Fig 3. Biophysical vibration of the wings.

(A) Wearable devices to detect the performance of wings. The back bracket was manufactured through 3D printer with ABS plastics. The angular accelerometer sensor, force sensor and SD card were all mounted on the bracket (S3B Fig). The accelerometer sensor on the back and the wings were used to measure the rolling angle of body and wings respectively during locomotion on the ground. A force sensor is embedded between the arm and the body to measure the lift generated by the flapping wings (S3A Fig). (B) Simplified wing mechanism. Every wing has a flexible structure that is jointed with the body via elastic rubber belts, which are used to simulate the function of muscles. (C) Reconstruction of wings of different sizes. The first wing represents the forearm with filament feathers. From the second one to the fourth one, the length of feathers increases gradually. The second one represents the short feather, the third one represent middle feather while the fourth one with the longest feathers represents the largest wing (the realistic wing is the third one in accordance to the fossil).

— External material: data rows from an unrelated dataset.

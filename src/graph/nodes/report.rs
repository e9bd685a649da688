// Report Node
// Summarizes the invested startup, renders its PDF and records the outcome

use async_trait::async_trait;

use crate::core::errors::StageError;
use crate::graph::fallback::with_fallback;
use crate::graph::node::{GraphError, Node, NodeContext, NodeOutput};
use crate::graph::state::{PipelineState, ReportOutcome, Startup};
use crate::llm::response::extract_object;
use crate::prompts;
use crate::report::{save_pdf, ReportPayload, ReportSummary};

const SUMMARY_TEMPERATURE: f64 = 0.2;

pub struct ReportNode;

impl ReportNode {
    pub fn new() -> Self {
        Self
    }

    async fn summarize(startup: &Startup, ctx: &NodeContext<'_>) -> Result<ReportSummary, StageError> {
        let vars = crate::report::payload::summary_prompt_vars(startup);
        let borrowed: Vec<(&str, &str)> = vars.iter().map(|(k, v)| (*k, v.as_str())).collect();
        let prompt = prompts::fill(prompts::REPORT_SUMMARY, &borrowed);
        let response = ctx.services.llm.invoke(&prompt, SUMMARY_TEMPERATURE).await?;
        Ok(ReportSummary::from_model(&extract_object(&response)?)?)
    }

    async fn render(position: usize, payload: &ReportPayload, ctx: &NodeContext<'_>) -> ReportOutcome {
        let name = payload.company_name.clone();
        let saved = match ctx.services.renderer.render(payload).await {
            Ok(bytes) => save_pdf(&ctx.services.output_dir, &name, &bytes).await,
            Err(err) => Err(err),
        };

        match saved {
            Ok(file_name) => ReportOutcome::saved(position, name, file_name),
            Err(err) => {
                tracing::warn!("[{}] report rendering failed: {}", name, err);
                ReportOutcome::failed(position, name, err.to_string())
            }
        }
    }
}

impl Default for ReportNode {
    fn default() -> Self {
        Self::new()
    }
}

#[async_trait]
impl Node<PipelineState> for ReportNode {
    fn id(&self) -> &'static str {
        "report"
    }

    fn name(&self) -> &'static str {
        "Report"
    }

    async fn execute(
        &self,
        state: &mut PipelineState,
        ctx: &NodeContext<'_>,
    ) -> Result<NodeOutput, GraphError> {
        state.stage = Some(self.id().to_string());

        if let (Some(current), Some(position)) = (state.current(), state.worklist.position()) {
            let summary = with_fallback(
                "report_summary",
                &current.name,
                Self::summarize(current, ctx),
                |_| ReportSummary::fallback(current),
            )
            .await;
            let payload = ReportPayload::build(current, summary.value);
            let outcome = Self::render(position, &payload, ctx).await;

            if let Some(failure) = summary.failure {
                state.record_degraded(self.id(), failure);
            }
            if let Some(error) = &outcome.error {
                state.record_degraded(self.id(), format!("render: {}", error));
            }
            state.reports.push(outcome);
        } else {
            tracing::warn!("report: no current entity, skipping");
        }

        state.done = state.worklist.remaining() == 0;
        Ok(NodeOutput::Continue(None))
    }
}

Mathematical model shows the first mode of the forced vibrations to flap the wings when Caudipteryx ran on the ground at the speed of about 2 m/s, the mode shape of which is expressed with a vector of n1 = (0.393 0.62 0.62 0.158 0.158 0.432 0.45)T. The FE model analysis results of the modal effective mass of the Caudipteryx (Table E in S1 Table) indicate that the effective natural modes occur only in vertical direction (Y-axis) and they are almost zero in lateral motions (X and Z axes). It expresses that the first natural frequency of about 1.99 Hz is not effective, but the second one of about 2.58 Hz and the third mode of about 5.79 Hz considering the maximum speed of Caudipteryx (the forecasted velocity is about 8 m/s for Caudipteryx) are effective and important. In other words, the oscillation about the torso axis is the first mode (S1 Fig). Therefore, the Caudipteryx should roll its whole body about the torso direction when they ran at a low speed (around 2 m/s) near the first primary frequency. The second primary mode (the most effective mode) occurred as the running speed approached to 2.5 m/s. It means flapping modes were easily excited at low frequency while Caudipteryx ran on the ground at the velocity from around 2.5 m/s to a little faster than 5.8 m/s (S1 Fig).

We fabricated four simplest plate wings with different sizes and did experiments on the ostrich to compare the lift forces obtained from the flapping wings passively applied by forced vibrations during running. At the same running speed, the wings with filament feathers (1st wing) provided the smallest lift, the largest value of which is less than 0.13 N, while the ones with longer feathers could provide larger lift (2nd and 3rd wings), and the longest feather (4th wing) could provide the largest lift which exceeds 0.42 N (S3 Fig).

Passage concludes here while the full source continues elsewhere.